Hors caméra, il est plus proche d'un apprenti de David Dhawan que la presse ne l'a jamais vraiment admis. Il a parlé de lire ses scénarios avec son père chaque week-end, de l'instinct chirurgical de son père pour savoir quand un temps comique est en retard d'une demi-seconde, d'un héritage qui concerne moins le nom qu'une méthode de travail. Il est la rare star du cinéma hindi qui peut décrire, dans le détail technique, comment monter une scène de chant-et-danse. Cet héritage technique, plus que le nom de famille, est ce qui l'a maintenu dans le premier rang de sa génération.
“Mon père m'a appris comment fonctionne une scène de chant-et-danse. Karan Johar m'a appris comment fonctionne une couverture de magazine.”— Varun Dhawan, GQ India, 2018
“October a été le film où j'ai arrêté d'essayer d'être aimé par la caméra et où j'ai commencé à essayer de l'écouter.”— Varun Dhawan, Film Companion, 2019
| Personne | Pays | Étape | Âge / Donnée |
|---|---|---|---|
| Varun Dhawan | 🇮🇳 Inde | Badrinath Ki Dulhania ; Bhediya ; October | 2017–2022 |
| Sidharth Malhotra | 🇮🇳 Inde | Shershaah ; Yodha | 2021–2024 |
| Kartik Aaryan | 🇮🇳 Inde | Bhool Bhulaiyaa 2 | 2022 |
| Ranveer Singh | 🇮🇳 Inde | Padmaavat ; Gully Boy | 2018–2019 |
| Tiger Shroff | 🇮🇳 Inde | Trilogie Baaghi ; War | 2016–2020 |
Badrinath Ki Dulhania — Bande-annonce officielle (Dharma Productions)
Bhediya — Bande-annonce officielle (Maddock Films)
Varun Dhawan est le meilleur premier rôle commercial-pop moderne de l'industrie hindi.

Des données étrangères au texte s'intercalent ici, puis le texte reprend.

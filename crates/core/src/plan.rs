// SPDX-License-Identifier: BUSL-1.1
// Copyright (c) 2026 Alfred Jean LLC

//! Redacted plan documents
//!
//! The service exposes the computed plan as JSON with sensitive values
//! removed. Only the parts needed to summarize changes are typed; the full
//! document is kept for the renderer.

use serde::{Deserialize, Serialize};
use serde_json::Value;

#[derive(Debug, Clone, Copy, PartialEq, Eq, Serialize, Deserialize)]
#[serde(rename_all = "kebab-case")]
pub enum ChangeAction {
    NoOp,
    Create,
    Read,
    Update,
    Delete,
    #[serde(other)]
    Unknown,
}

#[derive(Debug, Clone, PartialEq, Eq)]
pub struct ResourceChange {
    pub address: String,
    pub actions: Vec<ChangeAction>,
}

impl ResourceChange {
    fn is_replace(&self) -> bool {
        self.actions.contains(&ChangeAction::Create) && self.actions.contains(&ChangeAction::Delete)
    }
}

/// Counts shown in the plan summary line
#[derive(Debug, Clone, Copy, Default, PartialEq, Eq)]
pub struct ChangeSummary {
    pub add: usize,
    pub change: usize,
    pub destroy: usize,
}

impl std::fmt::Display for ChangeSummary {
    fn fmt(&self, f: &mut std::fmt::Formatter<'_>) -> std::fmt::Result {
        write!(
            f,
            "Plan: {} to add, {} to change, {} to destroy.",
            self.add, self.change, self.destroy
        )
    }
}

#[derive(Deserialize)]
struct RawChange {
    address: String,
    change: RawActions,
}

#[derive(Deserialize)]
struct RawActions {
    #[serde(default)]
    actions: Vec<ChangeAction>,
}

/// A redacted plan document
#[derive(Debug, Clone, PartialEq)]
pub struct RedactedPlan {
    pub resource_changes: Vec<ResourceChange>,
    pub output_changes: Vec<String>,
    /// The document as received
    pub raw: Value,
}

impl RedactedPlan {
    pub fn from_json(raw: Value) -> Result<Self, serde_json::Error> {
        let resource_changes = match raw.get("resource_changes") {
            Some(v) if !v.is_null() => {
                Vec::<RawChange>::deserialize(v)?
                    .into_iter()
                    .map(|c| ResourceChange {
                        address: c.address,
                        actions: c.change.actions,
                    })
                    .collect()
            }
            _ => Vec::new(),
        };
        let output_changes = raw
            .get("output_changes")
            .and_then(Value::as_object)
            .map(|outputs| {
                outputs
                    .iter()
                    .filter(|(_, change)| {
                        change["actions"]
                            .as_array()
                            .is_some_and(|a| a.iter().any(|x| x != "no-op"))
                    })
                    .map(|(name, _)| name.clone())
                    .collect()
            })
            .unwrap_or_default();
        Ok(Self {
            resource_changes,
            output_changes,
            raw,
        })
    }

    pub fn summary(&self) -> ChangeSummary {
        let mut summary = ChangeSummary::default();
        for change in &self.resource_changes {
            if change.is_replace() {
                summary.add += 1;
                summary.destroy += 1;
            } else if change.actions.contains(&ChangeAction::Create) {
                summary.add += 1;
            } else if change.actions.contains(&ChangeAction::Update) {
                summary.change += 1;
            } else if change.actions.contains(&ChangeAction::Delete) {
                summary.destroy += 1;
            }
        }
        summary
    }

    pub fn has_changes(&self) -> bool {
        self.summary() != ChangeSummary::default() || !self.output_changes.is_empty()
    }
}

Il a hérité d'une grammaire chant-et-danse de la génération de son père et l'a retravaillée pour un public de multiplexe qui veut une comédie légèrement moins excessive, un réalisme émotionnel légèrement plus marqué, et un premier rôle masculin capable de porter les deux. Les films Dulhania et Bhediya sont les modèles sur lesquels le reste de l'industrie travaille lorsqu'elle tente de fabriquer des succès pan-indiens.
Il a aussi été le premier rôle masculin le plus disposé à alterner entre modes commercial et prestigieux sans que l'un ne mine l'autre. October est le genre de petit film attentif que les stars grand public hindi d'une génération précédente n'auraient pas été autorisées à faire en milieu de carrière ; qu'il puisse le faire puis revenir à une comédie romantique de 200 crores est le modèle dans lequel sa cohorte, incluant Sidharth Malhotra et Shahid Kapoor, travaille désormais. Il est, en un certain sens, le plus David Dhawan des enfants de stars — un artisan avant d'être une célébrité.